--- Records for the task Enclosed Below ---

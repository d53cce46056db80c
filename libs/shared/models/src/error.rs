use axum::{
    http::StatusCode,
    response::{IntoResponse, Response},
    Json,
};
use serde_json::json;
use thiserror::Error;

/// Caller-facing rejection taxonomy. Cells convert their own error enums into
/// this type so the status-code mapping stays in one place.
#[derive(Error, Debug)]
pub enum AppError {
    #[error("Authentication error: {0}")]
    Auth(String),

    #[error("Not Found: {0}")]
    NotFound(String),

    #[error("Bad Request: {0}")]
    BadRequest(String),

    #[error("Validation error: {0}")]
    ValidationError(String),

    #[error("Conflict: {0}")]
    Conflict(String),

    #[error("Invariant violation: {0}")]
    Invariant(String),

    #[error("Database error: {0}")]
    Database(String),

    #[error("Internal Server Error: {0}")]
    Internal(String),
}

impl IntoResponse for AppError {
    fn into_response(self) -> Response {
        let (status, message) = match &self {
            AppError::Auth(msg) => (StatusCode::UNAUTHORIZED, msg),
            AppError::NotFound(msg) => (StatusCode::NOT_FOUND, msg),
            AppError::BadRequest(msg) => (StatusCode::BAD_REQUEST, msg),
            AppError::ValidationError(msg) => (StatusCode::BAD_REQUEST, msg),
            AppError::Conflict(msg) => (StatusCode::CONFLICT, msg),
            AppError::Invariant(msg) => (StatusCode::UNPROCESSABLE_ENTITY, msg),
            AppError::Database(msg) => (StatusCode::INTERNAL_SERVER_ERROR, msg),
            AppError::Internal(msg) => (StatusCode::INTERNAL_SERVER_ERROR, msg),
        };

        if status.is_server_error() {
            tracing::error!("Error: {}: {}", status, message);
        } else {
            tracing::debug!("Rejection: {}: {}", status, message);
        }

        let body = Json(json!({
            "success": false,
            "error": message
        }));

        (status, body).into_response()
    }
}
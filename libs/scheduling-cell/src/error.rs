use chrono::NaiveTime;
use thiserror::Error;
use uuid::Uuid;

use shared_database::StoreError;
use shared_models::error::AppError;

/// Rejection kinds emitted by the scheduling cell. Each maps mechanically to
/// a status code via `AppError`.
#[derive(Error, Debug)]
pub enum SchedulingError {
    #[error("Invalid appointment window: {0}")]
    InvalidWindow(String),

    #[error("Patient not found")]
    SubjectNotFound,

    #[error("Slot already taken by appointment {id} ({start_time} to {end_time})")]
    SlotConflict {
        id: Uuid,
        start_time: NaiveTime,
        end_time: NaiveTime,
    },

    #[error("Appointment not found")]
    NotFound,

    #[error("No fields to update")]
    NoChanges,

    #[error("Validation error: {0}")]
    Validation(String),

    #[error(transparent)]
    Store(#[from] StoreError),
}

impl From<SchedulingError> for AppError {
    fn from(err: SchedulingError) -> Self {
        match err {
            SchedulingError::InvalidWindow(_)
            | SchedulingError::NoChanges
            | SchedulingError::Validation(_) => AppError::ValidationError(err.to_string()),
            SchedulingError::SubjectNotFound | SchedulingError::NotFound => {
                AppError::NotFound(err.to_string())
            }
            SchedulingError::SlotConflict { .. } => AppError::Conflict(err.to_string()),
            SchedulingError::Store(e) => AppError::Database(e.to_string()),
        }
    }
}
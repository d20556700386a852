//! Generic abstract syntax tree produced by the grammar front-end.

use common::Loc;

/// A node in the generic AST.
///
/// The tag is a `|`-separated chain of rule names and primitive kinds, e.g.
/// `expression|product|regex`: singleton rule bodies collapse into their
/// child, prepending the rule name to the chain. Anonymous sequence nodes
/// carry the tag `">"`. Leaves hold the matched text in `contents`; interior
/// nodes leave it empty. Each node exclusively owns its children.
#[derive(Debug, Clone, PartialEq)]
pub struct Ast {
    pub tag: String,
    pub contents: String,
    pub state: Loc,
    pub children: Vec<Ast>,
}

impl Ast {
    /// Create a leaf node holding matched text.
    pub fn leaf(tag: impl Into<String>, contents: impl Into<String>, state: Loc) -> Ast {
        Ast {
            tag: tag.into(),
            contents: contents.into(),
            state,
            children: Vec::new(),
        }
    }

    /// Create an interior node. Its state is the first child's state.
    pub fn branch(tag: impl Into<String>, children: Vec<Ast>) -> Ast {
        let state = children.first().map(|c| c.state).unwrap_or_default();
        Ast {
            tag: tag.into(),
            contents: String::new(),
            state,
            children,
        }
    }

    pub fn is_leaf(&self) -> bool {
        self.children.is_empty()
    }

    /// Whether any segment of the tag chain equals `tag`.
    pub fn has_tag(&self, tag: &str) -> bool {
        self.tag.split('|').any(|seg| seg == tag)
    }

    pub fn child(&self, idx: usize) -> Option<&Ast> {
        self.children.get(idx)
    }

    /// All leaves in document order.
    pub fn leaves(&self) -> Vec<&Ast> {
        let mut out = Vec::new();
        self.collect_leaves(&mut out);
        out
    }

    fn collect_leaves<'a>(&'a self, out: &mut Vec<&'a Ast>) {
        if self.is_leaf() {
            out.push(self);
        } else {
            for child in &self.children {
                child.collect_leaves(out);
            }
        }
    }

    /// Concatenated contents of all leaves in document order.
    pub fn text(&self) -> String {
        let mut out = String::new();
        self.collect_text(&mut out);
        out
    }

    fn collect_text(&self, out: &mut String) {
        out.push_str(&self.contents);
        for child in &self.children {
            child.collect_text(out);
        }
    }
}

--- End of Enclosed Records for the task ---

## Problem
Determine how many lines of the listing above include the word "Each", then write only that number.

## Task result
2